- [What is needed] Please state the number of lines in the listing that contain the word "unsafe", and nothing else.

- [Working data]

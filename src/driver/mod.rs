//! The native accelerator seam.
//!
//! [`Driver`] mirrors the subset of the CUDA driver, NVENC and CUVID APIs the
//! sessions use. Calls return raw [`NativeStatus`] codes; translating them is
//! the job of [`crate::failure`]. Two implementations exist:
//!
//! - [`emulated::EmulatedDriver`]: an in-process accelerator that enforces the
//!   same ordering rules as the hardware, used by tests and the info tool.
//! - `nvidia::NvidiaDriver` (`nvidia` feature): CUDA + NVENC + NVDEC.

use std::fmt;
use std::ptr::NonNull;
use std::sync::{Arc, RwLock};

use crate::types::{Codec, PixelFormat, PixelLayout, Preset, Profile};

pub mod emulated;
#[cfg(feature = "nvidia")]
pub mod nvidia;
pub mod status;

pub use status::{DriverResult, NativeStatus};

macro_rules! handle {
    ($(#[$meta:meta])* $name:ident) => {
        $(#[$meta])*
        #[derive(Debug, Clone, Copy, PartialEq, Eq, Hash, PartialOrd, Ord)]
        pub struct $name(pub u64);
    };
}

handle!(
    /// An accelerator context.
    ContextHandle
);
handle!(
    /// An open encoder session.
    EncoderHandle
);
handle!(
    /// An encoder output bitstream buffer.
    BitstreamHandle
);
handle!(
    /// A device buffer registered with an encoder.
    RegistrationHandle
);
handle!(
    /// A registered buffer mapped as encoder input.
    MappedInputHandle
);
handle!(
    /// An open decoder.
    DecoderHandle
);
handle!(
    /// Device memory address.
    DevicePtr
);

/// Static properties of one device.
#[derive(Debug, Clone)]
pub struct DeviceProperties {
    pub ordinal: u32,
    pub name: String,
    pub pci_bus_id: String,
    pub total_memory: u64,
    pub compute_capability: (u32, u32),
    pub multiprocessors: u32,
    pub can_map_host_memory: bool,
}

impl fmt::Display for DeviceProperties {
    fn fmt(&self, f: &mut fmt::Formatter<'_>) -> fmt::Result {
        write!(f, "{} @ {}", self.name, self.pci_bus_id)
    }
}

/// Device memory usage.
#[derive(Debug, Clone, Copy, PartialEq, Eq)]
pub struct MemoryInfo {
    pub free: u64,
    pub total: u64,
}

impl MemoryInfo {
    /// Free memory as a percentage of the total.
    #[must_use]
    pub fn free_percent(&self) -> u32 {
        if self.total == 0 {
            return 0;
        }
        (self.free.saturating_mul(100) / self.total) as u32
    }
}

/// What a device can do with one codec.
#[derive(Debug, Clone, PartialEq, Eq)]
pub struct CodecCaps {
    pub codec: Codec,
    pub min_width: u32,
    pub min_height: u32,
    pub max_width: u32,
    pub max_height: u32,
    pub layouts: Vec<PixelLayout>,
    pub lossless: bool,
    /// The encoder accepts packed RGB input and converts internally.
    pub rgb_input: bool,
    pub presets: Vec<Preset>,
    pub profiles: Vec<Profile>,
}

impl CodecCaps {
    #[must_use]
    pub fn supports_layout(&self, layout: PixelLayout) -> bool {
        self.layouts.contains(&layout)
    }

    #[must_use]
    pub fn has_preset(&self, preset: Preset) -> bool {
        self.presets.contains(&preset)
    }

    #[must_use]
    pub fn has_profile(&self, profile: Profile) -> bool {
        self.profiles.contains(&profile)
    }

    #[must_use]
    pub fn fits(&self, width: u32, height: u32) -> bool {
        (self.min_width..=self.max_width).contains(&width)
            && (self.min_height..=self.max_height).contains(&height)
    }
}

/// Pinned host memory returned by [`Driver::alloc_host`].
///
/// Owned exclusively by whoever holds it; it must go back through
/// [`Driver::free_host`] on the driver that allocated it.
#[derive(Debug)]
pub struct HostAllocation {
    ptr: NonNull<u8>,
    len: usize,
    id: u64,
}

// SAFETY: the allocation is plain page-locked memory with a single owner.
unsafe impl Send for HostAllocation {}

impl HostAllocation {
    /// Wrap memory produced by a driver.
    ///
    /// # Safety
    ///
    /// `ptr` must be valid for reads and writes of `len` bytes until the
    /// allocation is handed back to the driver, and nothing else may access it.
    pub unsafe fn from_raw(ptr: NonNull<u8>, len: usize, id: u64) -> Self {
        Self { ptr, len, id }
    }

    #[must_use]
    pub fn as_ptr(&self) -> *mut u8 {
        self.ptr.as_ptr()
    }

    #[must_use]
    pub fn len(&self) -> usize {
        self.len
    }

    #[must_use]
    pub fn is_empty(&self) -> bool {
        self.len == 0
    }

    #[must_use]
    pub fn id(&self) -> u64 {
        self.id
    }

    #[must_use]
    pub fn as_slice(&self) -> &[u8] {
        // SAFETY: guaranteed by `from_raw`.
        unsafe { std::slice::from_raw_parts(self.ptr.as_ptr(), self.len) }
    }

    pub fn as_mut_slice(&mut self) -> &mut [u8] {
        // SAFETY: guaranteed by `from_raw`, and `&mut self` is unique.
        unsafe { std::slice::from_raw_parts_mut(self.ptr.as_ptr(), self.len) }
    }
}

/// A pitched 2D device allocation.
#[derive(Debug, Clone, Copy, PartialEq, Eq)]
pub struct DevicePitched {
    pub ptr: DevicePtr,
    /// Bytes between row starts, at least `width_bytes`.
    pub pitch: usize,
    pub width_bytes: usize,
    pub rows: usize,
}

impl DevicePitched {
    #[must_use]
    pub fn size(&self) -> usize {
        self.pitch * self.rows
    }
}

/// A device-side colorspace conversion (and optional downscale).
#[derive(Debug, Clone, Copy)]
pub struct CscJob {
    pub src: DevicePitched,
    pub src_format: PixelFormat,
    pub src_width: u32,
    pub src_height: u32,
    /// Destination planes stacked vertically with `dst.pitch`, each
    /// `plane_rows` rows apart.
    pub dst: DevicePitched,
    pub dst_format: PixelFormat,
    pub dst_width: u32,
    pub dst_height: u32,
    pub plane_rows: u32,
}

/// Encoder configuration handed to initialize/reconfigure.
#[derive(Debug, Clone, PartialEq, Eq)]
pub struct EncoderSettings {
    pub codec: Codec,
    pub profile: Profile,
    pub preset: Preset,
    /// Encoded picture size.
    pub width: u32,
    pub height: u32,
    /// Format of the registered input surface.
    pub input_format: PixelFormat,
    pub lossless: bool,
    /// Target quality used for rate control, 0-100.
    pub quality: u8,
}

/// Describes a device buffer being registered as encoder input.
#[derive(Debug, Clone, Copy)]
pub struct RegisterDesc {
    pub buffer: DevicePitched,
    pub width: u32,
    pub height: u32,
    pub format: PixelFormat,
    /// Rows between planes for planar formats.
    pub plane_rows: u32,
}

/// Per-picture encode parameters.
#[derive(Debug, Clone, Copy)]
pub struct PictureParams {
    pub input: MappedInputHandle,
    pub bitstream: BitstreamHandle,
    pub pts: u64,
    pub force_idr: bool,
}

/// An output bitstream locked for reading.
///
/// `data` stays valid until the matching [`Driver::unlock_bitstream`].
#[derive(Debug)]
pub struct LockedBitstream {
    pub data: *const u8,
    pub len: usize,
    pub keyframe: bool,
    pub pts: u64,
}

/// Decoder configuration.
#[derive(Debug, Clone)]
pub struct DecoderSettings {
    pub codec: Codec,
    pub width: u32,
    pub height: u32,
    pub layout: PixelLayout,
    /// Number of output surfaces cycled through.
    pub output_surfaces: usize,
}

/// Memory behind one decoder output surface.
pub type SurfaceMemory = Arc<RwLock<Vec<u8>>>;

/// How pixels are arranged inside a decoded surface.
#[derive(Debug, Clone, PartialEq, Eq)]
pub struct SurfaceLayout {
    pub format: PixelFormat,
    pub width: u32,
    pub height: u32,
    pub strides: Vec<usize>,
    pub offsets: Vec<usize>,
}

impl SurfaceLayout {
    /// Tight planar layout for `format` with the given row pitch.
    #[must_use]
    pub fn planar(format: PixelFormat, width: u32, height: u32, pitch: usize) -> Self {
        let rows = height as usize;
        let (strides, offsets) = match format {
            PixelFormat::Nv12 => (vec![pitch, pitch], vec![0, pitch * rows]),
            PixelFormat::Yuv444p | PixelFormat::Gbrp => (
                vec![pitch; 3],
                vec![0, pitch * rows, 2 * pitch * rows],
            ),
            _ => (vec![pitch], vec![0]),
        };
        Self {
            format,
            width,
            height,
            strides,
            offsets,
        }
    }

    /// Bytes needed to hold every plane.
    #[must_use]
    pub fn byte_len(&self) -> usize {
        let rows = self.height as usize;
        match self.format {
            PixelFormat::Nv12 => self.offsets[1] + self.strides[1] * rows.div_ceil(2),
            PixelFormat::Yuv444p | PixelFormat::Gbrp => self.offsets[2] + self.strides[2] * rows,
            _ => self.strides[0] * rows,
        }
    }
}

/// A decoded picture sitting in one of the decoder's output slots.
#[derive(Debug, Clone)]
pub struct DecodedPicture {
    pub slot: usize,
    pub memory: SurfaceMemory,
    pub layout: SurfaceLayout,
    pub pts: u64,
}

/// The native accelerator API.
///
/// Context-bound calls expect `ctx` to be current on the calling thread.
pub trait Driver: Send + Sync + fmt::Debug {
    fn name(&self) -> &str;

    /// API version reported by the installed driver.
    fn api_version(&self) -> DriverResult<(u32, u32)>;
    /// Minimum API version this build needs.
    fn required_api_version(&self) -> (u32, u32);

    fn device_count(&self) -> DriverResult<u32>;
    fn device_properties(&self, ordinal: u32) -> DriverResult<DeviceProperties>;
    fn memory_info(&self, ordinal: u32) -> DriverResult<MemoryInfo>;
    /// `None` when the device cannot encode `codec` at all.
    fn codec_caps(&self, ordinal: u32, codec: Codec) -> DriverResult<Option<CodecCaps>>;

    /// Create a context; it is not left current.
    fn create_context(&self, ordinal: u32) -> DriverResult<ContextHandle>;
    fn destroy_context(&self, ctx: ContextHandle) -> DriverResult<()>;
    fn push_context(&self, ctx: ContextHandle) -> DriverResult<()>;
    fn pop_context(&self, ctx: ContextHandle) -> DriverResult<()>;

    fn alloc_host(&self, ctx: ContextHandle, len: usize) -> DriverResult<HostAllocation>;
    fn free_host(&self, ctx: ContextHandle, host: HostAllocation) -> DriverResult<()>;
    fn alloc_pitched(&self, ctx: ContextHandle, width_bytes: usize, rows: usize) -> DriverResult<DevicePitched>;
    fn free_device(&self, ctx: ContextHandle, buffer: DevicePitched) -> DriverResult<()>;
    /// 2D copy of `rows` rows of `width_bytes` from pinned host memory.
    fn copy_to_device(
        &self,
        ctx: ContextHandle,
        src: &HostAllocation,
        src_pitch: usize,
        dst: &DevicePitched,
        width_bytes: usize,
        rows: usize,
    ) -> DriverResult<()>;
    /// 2D copy of `rows` rows of `width_bytes` into host memory.
    fn copy_to_host(
        &self,
        ctx: ContextHandle,
        src: &DevicePitched,
        dst: &mut [u8],
        dst_pitch: usize,
        width_bytes: usize,
        rows: usize,
    ) -> DriverResult<()>;

    /// Whether [`Driver::launch_csc`] is available.
    fn supports_csc(&self) -> bool;
    fn launch_csc(&self, ctx: ContextHandle, job: &CscJob) -> DriverResult<()>;

    fn open_encoder(&self, ctx: ContextHandle, codec: Codec) -> DriverResult<EncoderHandle>;
    fn initialize_encoder(&self, ctx: ContextHandle, enc: EncoderHandle, settings: &EncoderSettings) -> DriverResult<()>;
    fn reconfigure_encoder(&self, ctx: ContextHandle, enc: EncoderHandle, settings: &EncoderSettings) -> DriverResult<()>;
    fn create_bitstream(&self, ctx: ContextHandle, enc: EncoderHandle) -> DriverResult<BitstreamHandle>;
    fn destroy_bitstream(&self, ctx: ContextHandle, enc: EncoderHandle, bitstream: BitstreamHandle) -> DriverResult<()>;
    fn register_resource(&self, ctx: ContextHandle, enc: EncoderHandle, desc: &RegisterDesc) -> DriverResult<RegistrationHandle>;
    fn unregister_resource(&self, ctx: ContextHandle, enc: EncoderHandle, reg: RegistrationHandle) -> DriverResult<()>;
    fn map_resource(&self, ctx: ContextHandle, enc: EncoderHandle, reg: RegistrationHandle) -> DriverResult<MappedInputHandle>;
    fn unmap_resource(&self, ctx: ContextHandle, enc: EncoderHandle, mapped: MappedInputHandle) -> DriverResult<()>;
    fn encode_picture(&self, ctx: ContextHandle, enc: EncoderHandle, params: &PictureParams) -> DriverResult<()>;
    /// Flush the encoder with an end-of-stream picture.
    fn end_of_stream(&self, ctx: ContextHandle, enc: EncoderHandle) -> DriverResult<()>;
    /// Blocking lock of the output bitstream.
    fn lock_bitstream(&self, ctx: ContextHandle, enc: EncoderHandle, bitstream: BitstreamHandle) -> DriverResult<LockedBitstream>;
    fn unlock_bitstream(&self, ctx: ContextHandle, enc: EncoderHandle, bitstream: BitstreamHandle) -> DriverResult<()>;
    fn destroy_encoder(&self, ctx: ContextHandle, enc: EncoderHandle) -> DriverResult<()>;

    fn open_decoder(&self, ctx: ContextHandle, settings: &DecoderSettings) -> DriverResult<DecoderHandle>;
    /// Output slot the next decoded picture will land in, if known.
    fn next_output_slot(&self, dec: DecoderHandle) -> Option<usize>;
    /// Decode one access unit. `Ok(None)` when no picture came out.
    fn decode(&self, ctx: ContextHandle, dec: DecoderHandle, data: &[u8], pts: u64) -> DriverResult<Option<DecodedPicture>>;
    fn destroy_decoder(&self, ctx: ContextHandle, dec: DecoderHandle) -> DriverResult<()>;
}

/// The hardware driver when built in and loadable.
#[cfg(feature = "nvidia")]
pub fn hardware_driver() -> Option<Arc<dyn Driver>> {
    match nvidia::NvidiaDriver::load() {
        Ok(driver) => Some(Arc::new(driver)),
        Err(status) => {
            tracing::warn!("NVIDIA driver unavailable: {}", status);
            None
        }
    }
}

/// The hardware driver when built in and loadable.
#[cfg(not(feature = "nvidia"))]
pub fn hardware_driver() -> Option<Arc<dyn Driver>> {
    None
}

#[cfg(test)]
mod tests {
    use super::*;

    #[test]
    fn test_memory_free_percent() {
        let info = MemoryInfo { free: 3 << 30, total: 4 << 30 };
        assert_eq!(info.free_percent(), 75);
        assert_eq!(MemoryInfo { free: 0, total: 0 }.free_percent(), 0);
    }

    #[test]
    fn test_surface_layout() {
        let nv12 = SurfaceLayout::planar(PixelFormat::Nv12, 64, 33, 128);
        assert_eq!(nv12.offsets, vec![0, 128 * 33]);
        assert_eq!(nv12.byte_len(), 128 * 33 + 128 * 17);
        let gbrp = SurfaceLayout::planar(PixelFormat::Gbrp, 64, 32, 64);
        assert_eq!(gbrp.byte_len(), 64 * 32 * 3);
    }
}
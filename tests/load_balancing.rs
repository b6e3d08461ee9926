//! Device selection across several emulated accelerators.

use std::sync::Arc;
use std::thread;
use std::time::Duration;

use accelcodec::driver::emulated::{EmulatedDevice, EmulatedDriver};
use accelcodec::{AccelConfig, CodecError, DeviceRegistry, EncodeParams, EncodeSession, FailureClass, ImageWrapper, PixelFormat};

const GIB: u64 = 1 << 30;

fn two_devices() -> (EmulatedDriver, Arc<DeviceRegistry>) {
    let driver = EmulatedDriver::new(vec![EmulatedDevice::new("gpu0"), EmulatedDevice::new("gpu1")]);
    let registry = Arc::new(DeviceRegistry::new(Arc::new(driver.clone()), AccelConfig::default()));
    (driver, registry)
}

fn open(registry: &Arc<DeviceRegistry>) -> EncodeSession {
    let mut session = EncodeSession::new(Arc::clone(registry));
    session.init(EncodeParams::new(64, 48)).unwrap();
    session
}

#[test]
fn test_sessions_alternate_between_idle_devices() {
    let (driver, registry) = two_devices();
    let sessions: Vec<_> = (0..4).map(|_| open(&registry)).collect();
    let devices: Vec<_> = sessions.iter().map(|s| s.device().unwrap()).collect();
    assert_eq!(devices, vec![0, 1, 0, 1]);
    assert_eq!(driver.contexts_on(0), 2);
    assert_eq!(registry.open_contexts(1).unwrap(), 2);

    drop(sessions);
    assert_eq!(driver.contexts_on(0) + driver.contexts_on(1), 0);
    assert_eq!(registry.open_contexts(0).unwrap(), 0);
}

#[test]
fn test_recent_failure_steers_away() {
    let (_driver, registry) = two_devices();
    registry.record_failure(0);
    assert_eq!(registry.recent_failures(0).unwrap(), 1);
    assert!(registry.load_score(0).unwrap() > registry.load_score(1).unwrap());

    let first = open(&registry);
    let second = open(&registry);
    assert_eq!(first.device(), Some(1));
    assert_eq!(second.device(), Some(1));

    // A success ends the streak but the failure keeps counting.
    registry.record_success(0);
    assert_eq!(registry.failure_streak(0).unwrap(), 0);
    assert_eq!(registry.recent_failures(0).unwrap(), 1);
    assert_eq!(open(&registry).device(), Some(1));
}

#[test]
fn test_cooldown_survives_other_sessions() {
    let (_driver, registry) = two_devices();
    let mut healthy = open(&registry);
    assert_eq!(healthy.device(), Some(0));
    let others: Vec<_> = (0..3).map(|_| open(&registry)).collect();
    assert_eq!(others.iter().filter(|s| s.device() == Some(1)).count(), 2);

    registry.record_failure(0);
    assert_eq!(registry.select_device(None, (3, 0)).unwrap(), 1);

    // Frames from a healthy session on the failed device.
    let stride = 64 * 4;
    for i in 0..3u8 {
        let image = ImageWrapper::packed(64, 48, PixelFormat::Bgrx, stride, vec![i; stride * 48]).unwrap();
        healthy.process(&image).unwrap();
    }
    assert!(registry.cooling_down(0).unwrap());
    assert_eq!(registry.recent_failures(0).unwrap(), 1);
    assert_eq!(registry.select_device(None, (3, 0)).unwrap(), 1);
}

#[test]
fn test_cooldown_and_window_expire() {
    let driver = EmulatedDriver::new(vec![EmulatedDevice::new("gpu0"), EmulatedDevice::new("gpu1")]);
    let config = AccelConfig {
        failure_window_ms: 300,
        cooldown_ms: 30,
        ..AccelConfig::default()
    };
    let registry = Arc::new(DeviceRegistry::new(Arc::new(driver), config));
    let idle = registry.load_score(0).unwrap();
    registry.record_failure(0);
    assert!(registry.cooling_down(0).unwrap());
    assert_eq!(registry.select_device(None, (3, 0)).unwrap(), 1);

    // Past the cool-down the failure still counts inside the window.
    thread::sleep(Duration::from_millis(60));
    assert!(!registry.cooling_down(0).unwrap());
    assert_eq!(registry.recent_failures(0).unwrap(), 1);
    assert!(registry.load_score(0).unwrap() > registry.load_score(1).unwrap());
    assert_eq!(registry.select_device(None, (3, 0)).unwrap(), 1);

    // Past the window the device is as good as new.
    thread::sleep(Duration::from_millis(300));
    assert_eq!(registry.recent_failures(0).unwrap(), 0);
    assert_eq!(registry.load_score(0).unwrap(), idle);
    assert_eq!(registry.select_device(None, (3, 0)).unwrap(), 0);
}

#[test]
fn test_low_memory_device_is_avoided() {
    let (driver, registry) = two_devices();
    driver.set_free_memory(0, GIB / 2);
    for _ in 0..3 {
        assert_eq!(open(&registry).device(), Some(1));
    }
}

#[test]
fn test_preferred_device_reports_exhaustion() {
    let driver = EmulatedDriver::new(vec![
        EmulatedDevice::new("small").max_contexts(1),
        EmulatedDevice::new("big"),
    ]);
    let registry = Arc::new(DeviceRegistry::new(Arc::new(driver.clone()), AccelConfig::default()));

    let mut first = EncodeSession::new(Arc::clone(&registry));
    first.init(EncodeParams::new(64, 48).device(0)).unwrap();
    assert_eq!(first.device(), Some(0));

    let mut second = EncodeSession::new(Arc::clone(&registry));
    let err = second.init(EncodeParams::new(64, 48).device(0)).unwrap_err();
    assert!(matches!(err, CodecError::ContextExhausted { device: 0 }), "{err}");
    assert_eq!(err.class(), FailureClass::Transient);
    assert_eq!(registry.open_contexts(0).unwrap(), 1);
    assert_eq!(driver.contexts_on(0), 1);

    // Without a preference the session lands on the other device.
    second.init(EncodeParams::new(64, 48)).unwrap();
    assert_eq!(second.device(), Some(1));
}

#[test]
fn test_configured_device_wins() {
    let driver = EmulatedDriver::new(vec![EmulatedDevice::new("gpu0"), EmulatedDevice::new("gpu1")]);
    let config = AccelConfig {
        device_id: Some(1),
        ..AccelConfig::default()
    };
    let registry = Arc::new(DeviceRegistry::new(Arc::new(driver), config));
    assert_eq!(open(&registry).device(), Some(1));
    assert_eq!(open(&registry).device(), Some(1));
}

#[test]
fn test_concurrent_sessions() {
    let (driver, registry) = two_devices();
    let handles: Vec<_> = (0..4u8)
        .map(|n| {
            let registry = Arc::clone(&registry);
            thread::spawn(move || {
                let mut session = EncodeSession::new(registry);
                session.init(EncodeParams::new(64, 48)).unwrap();
                let stride = 64 * 4;
                for i in 0..5u8 {
                    let data = vec![n.wrapping_mul(31).wrapping_add(i); stride * 48];
                    let image = ImageWrapper::packed(64, 48, PixelFormat::Bgrx, stride, data).unwrap();
                    let frame = session.process(&image).unwrap();
                    assert_eq!(frame.metadata.keyframe, i == 0);
                }
                session.info().frames
            })
        })
        .collect();

    let frames: u64 = handles.into_iter().map(|h| h.join().unwrap()).sum();
    assert_eq!(frames, 20);
    let stats = driver.stats();
    assert_eq!(stats.contexts, 0);
    assert_eq!(stats.encoded_frames, 20);
    assert_eq!(registry.open_contexts(0).unwrap() + registry.open_contexts(1).unwrap(), 0);
}
//! Images handed to and returned from codec sessions.

use crate::error::{CodecError, Result};
use crate::types::PixelFormat;

/// Trait for types that can provide image pixels to an encoder.
///
/// Packed formats expose a single plane; planar formats expose one slice per
/// plane, each with its own row stride.
pub trait ImageSource: Send {
    /// Returns the image width in pixels.
    fn width(&self) -> u32;

    /// Returns the image height in pixels.
    fn height(&self) -> u32;

    /// Returns the pixel format of the image.
    fn pixel_format(&self) -> PixelFormat;

    /// Returns the pixel data of the first plane.
    fn pixels(&self) -> &[u8];

    /// Returns the row stride of the first plane in bytes.
    fn rowstride(&self) -> usize;

    /// Returns every plane as `(data, stride)`.
    fn planes(&self) -> Vec<(&[u8], usize)> {
        vec![(self.pixels(), self.rowstride())]
    }

    /// Returns the capture timestamp in milliseconds.
    fn timestamp_ms(&self) -> u64;
}

/// An owned image, either packed or planar.
#[derive(Debug, Clone, PartialEq, Eq)]
pub struct ImageWrapper {
    width: u32,
    height: u32,
    format: PixelFormat,
    planes: Vec<Vec<u8>>,
    strides: Vec<usize>,
    timestamp_ms: u64,
}

impl ImageWrapper {
    /// Wrap packed 32-bit pixels.
    pub fn packed(
        width: u32,
        height: u32,
        format: PixelFormat,
        rowstride: usize,
        data: Vec<u8>,
    ) -> Result<Self> {
        if !format.is_packed_rgb() {
            return Err(CodecError::unsupported_format(format!("{format} is not a packed format")));
        }
        let image = Self {
            width,
            height,
            format,
            planes: vec![data],
            strides: vec![rowstride],
            timestamp_ms: 0,
        };
        image.validate()?;
        Ok(image)
    }

    /// Wrap planar pixels, one buffer and stride per plane.
    pub fn planar(
        width: u32,
        height: u32,
        format: PixelFormat,
        planes: Vec<Vec<u8>>,
        strides: Vec<usize>,
    ) -> Result<Self> {
        if !format.is_planar() {
            return Err(CodecError::unsupported_format(format!("{format} is not a planar format")));
        }
        let image = Self {
            width,
            height,
            format,
            planes,
            strides,
            timestamp_ms: 0,
        };
        image.validate()?;
        Ok(image)
    }

    /// Set the capture timestamp.
    #[must_use]
    pub fn with_timestamp(mut self, timestamp_ms: u64) -> Self {
        self.timestamp_ms = timestamp_ms;
        self
    }

    /// Bytes per row and rows of plane `index`.
    fn plane_extent(&self, index: usize) -> (usize, usize) {
        let (w, h) = (self.width as usize, self.height as usize);
        match (self.format, index) {
            (f, _) if f.is_packed_rgb() => (w * 4, h),
            (PixelFormat::Nv12, 1) => (w.next_multiple_of(2), h.div_ceil(2)),
            _ => (w, h),
        }
    }

    fn validate(&self) -> Result<()> {
        if self.width == 0 || self.height == 0 {
            return Err(CodecError::InvalidDimensions {
                width: self.width,
                height: self.height,
            });
        }
        let count = self.format.plane_count();
        if self.planes.len() != count || self.strides.len() != count {
            return Err(CodecError::invalid_image(format!(
                "{} needs {} planes, got {}",
                self.format,
                count,
                self.planes.len()
            )));
        }
        for (i, (plane, &stride)) in self.planes.iter().zip(&self.strides).enumerate() {
            let (row, rows) = self.plane_extent(i);
            if stride < row || plane.len() < stride * (rows - 1) + row {
                return Err(CodecError::invalid_image(format!(
                    "plane {i}: {} bytes with stride {stride} cannot hold {rows} rows of {row} bytes",
                    plane.len()
                )));
            }
        }
        Ok(())
    }

    /// Plane `index` and its stride.
    #[must_use]
    pub fn plane(&self, index: usize) -> Option<(&[u8], usize)> {
        Some((self.planes.get(index)?.as_slice(), *self.strides.get(index)?))
    }

    /// Pixel bytes of a packed image at `(x, y)`.
    #[must_use]
    pub fn pixel(&self, x: u32, y: u32) -> Option<&[u8]> {
        if !self.format.is_packed_rgb() || x >= self.width || y >= self.height {
            return None;
        }
        let o = y as usize * self.strides[0] + x as usize * 4;
        self.planes[0].get(o..o + 4)
    }

    /// Consume the image and return its planes.
    #[must_use]
    pub fn into_planes(self) -> Vec<Vec<u8>> {
        self.planes
    }
}

impl ImageSource for ImageWrapper {
    fn width(&self) -> u32 {
        self.width
    }

    fn height(&self) -> u32 {
        self.height
    }

    fn pixel_format(&self) -> PixelFormat {
        self.format
    }

    fn pixels(&self) -> &[u8] {
        &self.planes[0]
    }

    fn rowstride(&self) -> usize {
        self.strides[0]
    }

    fn planes(&self) -> Vec<(&[u8], usize)> {
        self.planes
            .iter()
            .map(Vec::as_slice)
            .zip(self.strides.iter().copied())
            .collect()
    }

    fn timestamp_ms(&self) -> u64 {
        self.timestamp_ms
    }
}

#[cfg(test)]
mod tests {
    use super::*;

    #[test]
    fn test_packed_validation() {
        assert!(ImageWrapper::packed(4, 2, PixelFormat::Bgrx, 16, vec![0; 32]).is_ok());
        // Last row does not need the padding
        assert!(ImageWrapper::packed(4, 2, PixelFormat::Bgrx, 20, vec![0; 36]).is_ok());
        assert!(ImageWrapper::packed(4, 2, PixelFormat::Bgrx, 12, vec![0; 32]).is_err());
        assert!(ImageWrapper::packed(4, 2, PixelFormat::Bgrx, 16, vec![0; 31]).is_err());
        assert!(ImageWrapper::packed(4, 2, PixelFormat::Nv12, 16, vec![0; 32]).is_err());
        assert!(matches!(
            ImageWrapper::packed(0, 2, PixelFormat::Bgrx, 16, vec![0; 32]),
            Err(CodecError::InvalidDimensions { .. })
        ));
    }

    #[test]
    fn test_planar_planes() {
        let image = ImageWrapper::planar(
            3,
            3,
            PixelFormat::Nv12,
            vec![vec![1; 9], vec![2; 8]],
            vec![3, 4],
        )
        .unwrap();
        assert_eq!(image.planes().len(), 2);
        assert_eq!(image.plane(1), Some((&[2u8; 8][..], 4)));
        assert!(ImageWrapper::planar(3, 3, PixelFormat::Gbrp, vec![vec![0; 9]], vec![3]).is_err());
    }

    #[test]
    fn test_pixel_access() {
        let mut data = vec![0u8; 32];
        data[20..24].copy_from_slice(&[1, 2, 3, 4]);
        let image = ImageWrapper::packed(4, 2, PixelFormat::Bgrx, 16, data)
            .unwrap()
            .with_timestamp(9);
        assert_eq!(image.pixel(1, 1), Some(&[1u8, 2, 3, 4][..]));
        assert_eq!(image.pixel(4, 0), None);
        assert_eq!(image.timestamp_ms(), 9);
    }
}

- [Answer to this task] 4